Können Sie Beispiele nennen, wie die Generali etwas für mehr Diversität unternimmt?

Die Generali in Deutschland betreibt und fördert verschiedene Initiativen, Programme und Maßnahmen, um einen kulturellen Wandel für die Geschlechterchancengleichheit, Vielfalt und Integration zu schaffen. So wurde beispielsweise ein „Diversity & Inclusion Council“ gegründet, der eine vielfältige und integrative Unternehmenskultur fördert. Darüber hinaus gibt es ein Frauen-Netzwerk mit besonderem Fokus auf die Förderung der Karriere von Frauen. Mit Initiativen wie „Unconscious-Bias-Trainings“ wollen wir den Nutzen, den Diversity jedem von uns und dem Unternehmen bringt, verdeutlichen.

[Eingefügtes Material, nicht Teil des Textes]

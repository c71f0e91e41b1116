//! Projectiles under oriented gravity.
//!
//! A [`GravityProjectile`] flies ballistically under the gravity of the
//! physics volume it is in, or world gravity outside volumes. With
//! `follow_gravity_direction` its velocity turns with the gravity direction,
//! so a shot fired around a planet keeps its trajectory relative to the
//! ground.

use bevy::prelude::*;

use crate::math::{find_between_normals, ParallelThresholds};

/// Ballistic motion under oriented gravity.
#[derive(Component, Reflect, Debug, Clone)]
#[reflect(Component)]
pub struct GravityProjectile {
    pub velocity: Vec3,
    /// Multiplier on the gravity the projectile is in.
    pub gravity_scale: f32,
    /// Rotate the velocity when the gravity direction changes.
    pub follow_gravity_direction: bool,
    /// Speed limit, zero for none.
    pub max_speed: f32,
    /// Volume the projectile was in on the last step.
    pub current_volume: Option<Entity>,
    pending_acceleration: Vec3,
    old_gravity_direction: Vec3,
}

impl Default for GravityProjectile {
    fn default() -> Self {
        Self::new(Vec3::ZERO)
    }
}

impl GravityProjectile {
    pub fn new(velocity: Vec3) -> Self {
        Self {
            velocity,
            gravity_scale: 1.0,
            follow_gravity_direction: false,
            max_speed: 0.0,
            current_volume: None,
            pending_acceleration: Vec3::ZERO,
            old_gravity_direction: Vec3::ZERO,
        }
    }

    pub fn with_gravity_scale(mut self, scale: f32) -> Self {
        self.gravity_scale = scale;
        self
    }

    pub fn with_follow_gravity_direction(mut self, follow: bool) -> Self {
        self.follow_gravity_direction = follow;
        self
    }

    pub fn with_max_speed(mut self, max_speed: f32) -> Self {
        self.max_speed = max_speed.max(0.0);
        self
    }

    /// Extra acceleration applied on the next step only.
    pub fn add_acceleration(&mut self, acceleration: Vec3) {
        self.pending_acceleration += acceleration;
    }

    /// Gravity direction seen on the last step.
    pub fn gravity_direction(&self) -> Vec3 {
        self.old_gravity_direction
    }

    /// Turn the velocity from the previous gravity direction to `direction`.
    ///
    /// Nearly identical directions leave it alone. Opposite directions have
    /// no unique rotation, so the trajectory is reversed instead.
    pub fn follow_gravity(&mut self, direction: Vec3, thresholds: &ParallelThresholds) {
        let mut direction = direction;
        let old = self.old_gravity_direction;
        if direction != Vec3::ZERO && old != Vec3::ZERO {
            if thresholds.coincident(direction, old) {
                return;
            }
            if thresholds.opposite(direction, old) {
                self.velocity = -self.velocity;
                direction = -old;
            } else {
                self.velocity = find_between_normals(old, direction) * self.velocity;
            }
        }
        self.old_gravity_direction = direction;
    }

    /// Integrate one step under `gravity` and return the displacement.
    pub fn step(&mut self, gravity: Vec3, delta_time: f32) -> Vec3 {
        if self.follow_gravity_direction {
            self.follow_gravity(gravity.normalize_or_zero(), &ParallelThresholds::default());
        }

        let acceleration = gravity * self.gravity_scale + self.pending_acceleration;
        self.pending_acceleration = Vec3::ZERO;

        let old_velocity = self.velocity;
        let mut velocity = old_velocity + acceleration * delta_time;
        if self.max_speed > 0.0 {
            velocity = velocity.clamp_length_max(self.max_speed);
        }
        self.velocity = velocity;

        // Trapezoidal rule keeps constant-gravity arcs exact.
        (old_velocity + velocity) * (0.5 * delta_time)
    }
}

#[cfg(test)]
mod tests {
    use super::*;
    use approx::assert_relative_eq;
    use rstest::rstest;

    // ==================== Integration Tests ====================

    #[test]
    fn falls_like_a_stone() {
        let mut projectile = GravityProjectile::default();
        let mut position = Vec3::ZERO;
        for _ in 0..60 {
            position += projectile.step(Vec3::NEG_Y * 980.0, 1.0 / 60.0);
        }
        assert_relative_eq!(position.y, -490.0, epsilon = 1e-1);
        assert_relative_eq!(projectile.velocity.y, -980.0, epsilon = 1e-2);
    }

    #[test]
    fn gravity_scale_and_speed_limit_apply() {
        let mut projectile = GravityProjectile::new(Vec3::X * 100.0)
            .with_gravity_scale(0.5)
            .with_max_speed(150.0);
        projectile.step(Vec3::NEG_Y * 980.0, 1.0);
        assert_relative_eq!(projectile.velocity.length(), 150.0, epsilon = 1e-3);
    }

    #[test]
    fn pending_acceleration_lasts_one_step() {
        let mut projectile = GravityProjectile::default();
        projectile.add_acceleration(Vec3::X * 60.0);
        projectile.step(Vec3::ZERO, 1.0 / 60.0);
        projectile.step(Vec3::ZERO, 1.0 / 60.0);
        assert_relative_eq!(projectile.velocity.x, 1.0, epsilon = 1e-5);
    }

    // ==================== Follow Gravity Tests ====================

    #[rstest]
    #[case(Vec3::NEG_X, Vec3::new(0.0, -100.0, 0.0))]
    #[case(Vec3::Y, Vec3::new(-100.0, 0.0, 0.0))]
    fn velocity_turns_with_gravity(#[case] new_direction: Vec3, #[case] expected: Vec3) {
        let thresholds = ParallelThresholds::default();
        let mut projectile = GravityProjectile::new(Vec3::X * 100.0);
        projectile.follow_gravity(Vec3::NEG_Y, &thresholds);
        assert_eq!(projectile.velocity, Vec3::X * 100.0);

        projectile.follow_gravity(new_direction, &thresholds);
        assert_relative_eq!(projectile.velocity.x, expected.x, epsilon = 1e-3);
        assert_relative_eq!(projectile.velocity.y, expected.y, epsilon = 1e-3);
        assert_eq!(projectile.gravity_direction(), new_direction);
    }

    #[test]
    fn unchanged_gravity_keeps_velocity() {
        let thresholds = ParallelThresholds::default();
        let mut projectile = GravityProjectile::new(Vec3::new(3.0, 4.0, 0.0));
        projectile.follow_gravity(Vec3::NEG_Y, &thresholds);
        projectile.follow_gravity(Vec3::NEG_Y, &thresholds);
        assert_eq!(projectile.velocity, Vec3::new(3.0, 4.0, 0.0));
    }

    #[test]
    fn step_follows_gravity_when_enabled() {
        let mut projectile = GravityProjectile::new(Vec3::X * 100.0).with_follow_gravity_direction(true);
        projectile.step(Vec3::ZERO, 1.0 / 60.0);
        projectile.step(Vec3::NEG_Y * 980.0, 1.0 / 60.0);
        let speed_before = projectile.velocity.length();
        projectile.step(Vec3::NEG_X * 980.0, 1.0 / 60.0);
        assert!(projectile.velocity.y < -90.0, "velocity {:?}", projectile.velocity);
        assert!(projectile.velocity.length() > speed_before * 0.9);
    }
}
impl SavedMoves {
    pub fn new() -> Self {
        Self::default()
    }

    pub fn with_capacity(capacity: usize) -> Self {
        Self {
            moves: VecDeque::with_capacity(capacity),
            capacity: capacity.max(1),
        }
    }

    /// Append a move, dropping the oldest when full.
    pub fn push(&mut self, saved: SavedMove) {
        if self.moves.len() == self.capacity {
            self.moves.pop_front();
        }
        self.moves.push_back(saved);
    }

    pub fn len(&self) -> usize {
        self.moves.len()
    }

    pub fn is_empty(&self) -> bool {
        self.moves.is_empty()
    }

    pub fn clear(&mut self) {
        self.moves.clear();
    }

    pub fn iter(&self) -> impl Iterator<Item = &SavedMove> {
        self.moves.iter()
    }

    pub fn find(&self, timestamp: f32) -> Option<&SavedMove> {
        self.moves.iter().find(|m| m.timestamp == timestamp)
    }

    /// Drop the move with `timestamp` and everything older. Returns the
    /// acknowledged move, or `None` if no move has that timestamp.
    pub fn acknowledge(&mut self, timestamp: f32) -> Option<SavedMove> {
        let index = self.moves.iter().position(|m| m.timestamp == timestamp)?;
        let acked = self.moves[index];
        self.moves.drain(..=index);
        Some(acked)
    }
}

/// Client-side prediction state: the clock, the moves not yet acknowledged
/// and the server responses waiting to be applied.
#[derive(Component, Debug, Clone, Default)]
pub struct ClientPrediction {
    pub moves: SavedMoves,
    clock: f32,
    incoming: VecDeque<ClientAdjustment>,
}

impl ClientPrediction {
    pub fn new() -> Self {
        Self::default()
    }

    /// Simulated time of the last recorded move.
    pub fn clock(&self) -> f32 {
        self.clock
    }

    /// Save the move the agent just made and return its timestamp.
    pub fn record(&mut self, agent: &CharacterAgent, delta_time: f32) -> f32 {
        self.clock += delta_time;
        self.moves.push(SavedMove::capture(agent, self.clock, delta_time));
        self.clock
    }

    /// Queue a server response from the transport.
    pub fn receive(&mut self, adjustment: ClientAdjustment) {
        self.incoming.push_back(adjustment);
    }

    pub fn has_incoming(&self) -> bool {
        !self.incoming.is_empty()
    }

    /// Apply one server response. See
    /// [`CharacterMover::apply_client_adjustment`].
    pub fn apply_correction(
        &mut self,
        mover: &mut CharacterMover,
        adjustment: &ClientAdjustment,
    ) -> Result<usize, CorrectionError> {
        mover.apply_client_adjustment(adjustment, &mut self.moves)
    }

    /// Apply every queued response in arrival order. Failed corrections are
    /// logged and skipped.
    pub fn apply_incoming(&mut self, mover: &mut CharacterMover) {
        while let Some(adjustment) = self.incoming.pop_front() {
            if let Err(error) = self.apply_correction(mover, &adjustment) {
                debug!("dropped correction for {:?}: {}", mover.agent.entity, error);
            }
        }
    }
}

// ==================== Corrections ====================

/// Server response to a client move.
#[derive(Debug, Clone, Copy, PartialEq, Serialize, Deserialize)]
pub struct ClientAdjustment {
    /// Timestamp of the client move this answers.
    pub timestamp: f32,
    /// Capsule center, relative to the base location when
    /// `base_relative_position` is set.
    pub location: Vec3,
    pub velocity: Vec3,
    /// Capsule up axis.
    pub up_axis: Vec3,
    pub packed_mode: u8,
    pub movement_base: Option<Entity>,
    pub base_relative_position: bool,
    /// The move was fine; only acknowledge it.
    pub ack_good_move: bool,
}

impl ClientAdjustment {
    /// Acknowledge the move at `timestamp` without correcting anything.
    pub fn good_move(timestamp: f32) -> Self {
        Self {
            timestamp,
            location: Vec3::ZERO,
            velocity: Vec3::ZERO,
            up_axis: Vec3::Y,
            packed_mode: 0,
            movement_base: None,
            base_relative_position: false,
            ack_good_move: true,
        }
    }

    pub fn is_finite(&self) -> bool {
        self.location.is_finite() && self.velocity.is_finite() && self.up_axis.is_finite()
    }
}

Diversity kann nicht verordnet, sondern muss gelebt werden. Da ist jeder Einzelne gefragt.

Insgesamt als Branche würde uns Diversity sehr gut stehen. Dabei bedeutet Diversity noch mehr, nämlich Kreativität, Meinungsvielfalt und neue Denkweisen. Jeder Einzelne, gleich auf welcher Ebene, kann sich überlegen: Will ich mit jemandem zusammenarbeiten, der mich selbst weiterbringt? Oder will ich einen Mitarbeiter bzw. eine Mitarbeiterin einstellen, der/die mir – zugespitzt formuliert – jederzeit sagt: „Ach Mensch, genau dieselbe Einstellung habe ich auch“? Es ist manchmal einfacher, mit jemandem zu diskutieren, der meine Meinung teilt und eine ähnliche Sichtweise hat. Wertvoller sind aber oft andere Positionen.

Es gibt Frauen, die eigentlich in die Vorstandsetage gehören, aber die aufgrund der Belastungen ein bisschen Angst davor haben, diesen Weg auch zu beschreiten. Wie ist Ihre Meinung?

Ich verstehe, dass Frauen Respekt vor der Aufgabe haben, Privatleben und Vorstandsposten zu verknüpfen, weil eine Vorstandstätigkeit viel Organisation erfordert. Und sie bringt Entbehrungen mit sich: auf beiden Seiten. Als Mutter wäre ich selbst gerne häufiger bei meinen Kindern. Das wissen sie auch. Aber wir haben uns bewusst als Familie dafür entschieden, dass wir diesen Weg gehen und den beiden Kindern erklärt, was das für sie bedeutet.

Ein Beispiel aus der Vor-Corona-Zeit: Wenn ich auf Dienstreisen bin, und es passiert etwas zuhause, kann ich nicht schnell da sein. Selbst wenn ich mich sofort in das Auto setze oder in den Flieger, dauert es manchmal Stunden, bis ich wieder bei den Kindern bin. Ich kann auch nicht jeden Tag meine Kinder mittags von der Schule abholen wie manche anderen Mütter. Ich kann es nachvollziehen, dass Frauen sagen: „Ich möchte das nicht; ich möchte in den ersten Jahren ganz für meine Kinder da sein.“ Diese Entscheidung betrifft aber auch männliche Vorstände.

Bedeuten solche Entscheidungen nicht dennoch, dass die Unternehmen zu wenig tun, um es Frauen bei ihrer Karriere leichter zu machen?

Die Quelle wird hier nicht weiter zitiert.